前回の投稿から間が空きましたが、引き続いて STM32 でレジスタを使ったプログラミングをご紹介していきます。
今時はやはり設定が煩わしくて HAL 等の抽象化レイヤーを用いることが多いとは思いますが、その需要を無視して、一からレジスタを設定して使い方を理解していこうじゃないかのコンセプトでやっています。

何はともあれ、まずは ユーザーマニュアルとデータシートをダウンロードしてください。ユーザーマニュアルの番号は RM0316 です。

Lチカプログラムで練習

前回のLチカのプログラムを使います。まずは GPIO の設定をしましょう。まずはピン番号と機能を確認しましょうね。以下にそのコードを再掲します。

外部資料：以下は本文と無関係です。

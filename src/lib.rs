mod bins;
mod hist;
mod label;
pub mod parse;
pub mod sample;
mod serde;
mod session;
pub mod stats;

pub use self::bins::Bin;
pub use self::hist::{Histogram, HistogramError};
pub use self::label::{Bar, DEFAULT_PRECISION, MAX_PRECISION};
pub use self::parse::{BinCountError, MAX_BINS, MIN_BINS};
pub use self::sample::PolarNormal;
pub use self::session::{Session, DEFAULT_BINS, DEFAULT_SAMPLES};
extern crate serde;

use crate::bins::Bin;
use crate::hist::{Histogram, HistogramError};
use crate::label::Bar;
use serde::{Deserialize, Serialize};
use std::error::Error;
use std::io::{Read, Write};

// See: https://rust-by-example-ext.com/serde/json.html
#[derive(Serialize, Deserialize, Debug)]
struct HistJson {
    #[serde(default)]
    bars: Vec<Bar>,
    bins: Vec<Bin>,
    min: f64,
    max: f64,
    bin_size: f64,
}

impl Histogram {
    /// Transform the histogram to a JSON string.
    ///
    /// Next to the `"bins"`, `"min"`, `"max"`, and `"bin_size"` fields describing the histogram,
    /// the JSON contains the `"bars"` array with the labels and counts (see [`Histogram::bars`])
    /// ready to be drawn by a bar chart.
    ///
    /// # Examples
    ///
    /// ```
    /// use normhist::Histogram;
    ///
    /// let hist = Histogram::new(&[1.0, 2.0, 3.0], 1).unwrap();
    /// assert_eq!(
    ///     hist.to_json().unwrap(),
    ///     concat!(
    ///         r#"{"bars":[{"label":"1.00—3.00","count":3}],"#,
    ///         r#""bins":[{"start":1.0,"end":3.0,"count":3}],"#,
    ///         r#""min":1.0,"max":3.0,"bin_size":2.0}"#,
    ///     )
    /// );
    /// ```
    pub fn to_json(&self) -> Result<String, serde_json::Error> {
        serde_json::to_string(&HistJson::from(self))
    }

    /// Read histogram from JSON using a reader.
    ///
    /// See [`Histogram::to_json`] for the format, the `"bars"` are not needed for reading.
    ///
    /// # Errors
    ///
    /// Besides malformed JSON, it fails when the bins are not laid out the way [`Histogram::new`]
    /// would lay them out: there are none, they leave gaps, or they don't span from `min` to `max`.
    pub fn read_json<R>(reader: R) -> Result<Self, Box<dyn Error>>
    where
        R: Read,
    {
        let json: HistJson = serde_json::from_reader(reader).map_err(Box::new)?;
        let hist = Histogram::try_from(json)?;
        Ok(hist)
    }

    /// Write histogram to JSON using a writer.
    ///
    /// See [`Histogram::to_json`] for more details.
    pub fn write_json<W>(&self, writer: &mut W) -> Result<(), Box<dyn Error>>
    where
        W: Write,
    {
        serde_json::to_writer(writer, &HistJson::from(self)).map_err(Box::new)?;
        Ok(())
    }

    /// Read histogram from a [MessagePack] format using a reader.
    ///
    /// The bins are checked the same way as in [`Histogram::read_json`].
    ///
    /// [MessagePack]: https://msgpack.org/
    ///
    /// # Examples
    ///
    /// ```
    /// use normhist::{Histogram, Session};
    ///
    /// let session = Session::generate(1000, Some(3));
    /// let hist = session.histogram(20).unwrap();
    ///
    /// let mut buffer = Vec::new();
    /// hist.write_msgpack(&mut buffer).unwrap();
    /// let restored = Histogram::read_msgpack(buffer.as_slice()).unwrap();
    ///
    /// // the same bins, so the bar chart looks the same
    /// assert_eq!(restored, hist);
    /// assert_eq!(restored.bars(), hist.bars());
    /// assert_eq!(restored.count(), 1000);
    /// ```
    pub fn read_msgpack<R>(reader: R) -> Result<Self, Box<dyn Error>>
    where
        R: Read,
    {
        let hist: Histogram = rmp_serde::decode::from_read(reader).map_err(Box::new)?;
        hist.validate()?;
        Ok(hist)
    }

    /// Write histogram to [MessagePack] format using a writer.
    ///
    /// [MessagePack]: https://msgpack.org/
    pub fn write_msgpack<W>(&self, writer: &mut W) -> Result<(), Box<dyn Error>>
    where
        W: Write,
    {
        rmp_serde::encode::write(writer, self).map_err(Box::new)?;
        Ok(())
    }
}

impl TryFrom<HistJson> for Histogram {
    type Error = HistogramError;

    fn try_from(h: HistJson) -> Result<Self, Self::Error> {
        let hist = Histogram {
            bins: h.bins,
            min: h.min,
            max: h.max,
            bin_size: h.bin_size,
        };
        hist.validate()?;
        Ok(hist)
    }
}

impl From<&Histogram> for HistJson {
    fn from(h: &Histogram) -> Self {
        HistJson {
            bars: h.bars(),
            bins: h.bins.clone(),
            min: h.min,
            max: h.max,
            bin_size: h.bin_size,
        }
    }
}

それでは PB7 を探しましょう。データシートの p.30 によると、30番ピンであることがわかります。では書いていきましょう。

GPIOレジスタに値を書き込む前に

早速 GPIO レジスタに...と言いたいところですが、実際の所これだけでは動きません。STM32 はデフォルトで省電力機能により、ペリフェラルのレジスタ自体にクロック供給をしていないのです。僕は当初これに気づかず、「なんだこのマイコン!?全然動かないじゃないか」どキレていました。まぁ、最近のマイコンはみんなこんな感じですよ。ペリフェラルのコードを書き始める前に、有効化をする項目はないか必ずチェックしましょう

まずは GPIO レジスタ自体にクロックを供給してやる設定をしなくてはなりません。さぁ、ユーザーマニュアルの RCC の欄を見ましょう。

というわけで、RCC_AHBENR という名前のレジスタを設定すれば、GPIO レジスタにクロックが行くのでは、とわかります。このレジスタには、まず

#include "stm32f3xx.h"

としてから(プロジェクト作成時から存在するファイルでは既にインクルードされていると思います)、

RCC->AHBENR

と記述することでアクセスできます。このように、一般に HOGE_HAGE という名前のレジスタへは HOGE->HAGE と記述してアクセスする、と覚えておいてください。
さて、実際に設定をするのですが、GPIOB のビット位置を先程のマニュアルの下を見ることで調べていきましょう。

...ということで、18bit 目がそれですね。ですので

RCC->AHBENR |= (1 << 18);

とします。でもこれではコードとしてどういう機能が有効化されているのかイマイチわかりにくいですね。ですので、HAL ライブラリに標準で #define されているマクロを使いたいと思います。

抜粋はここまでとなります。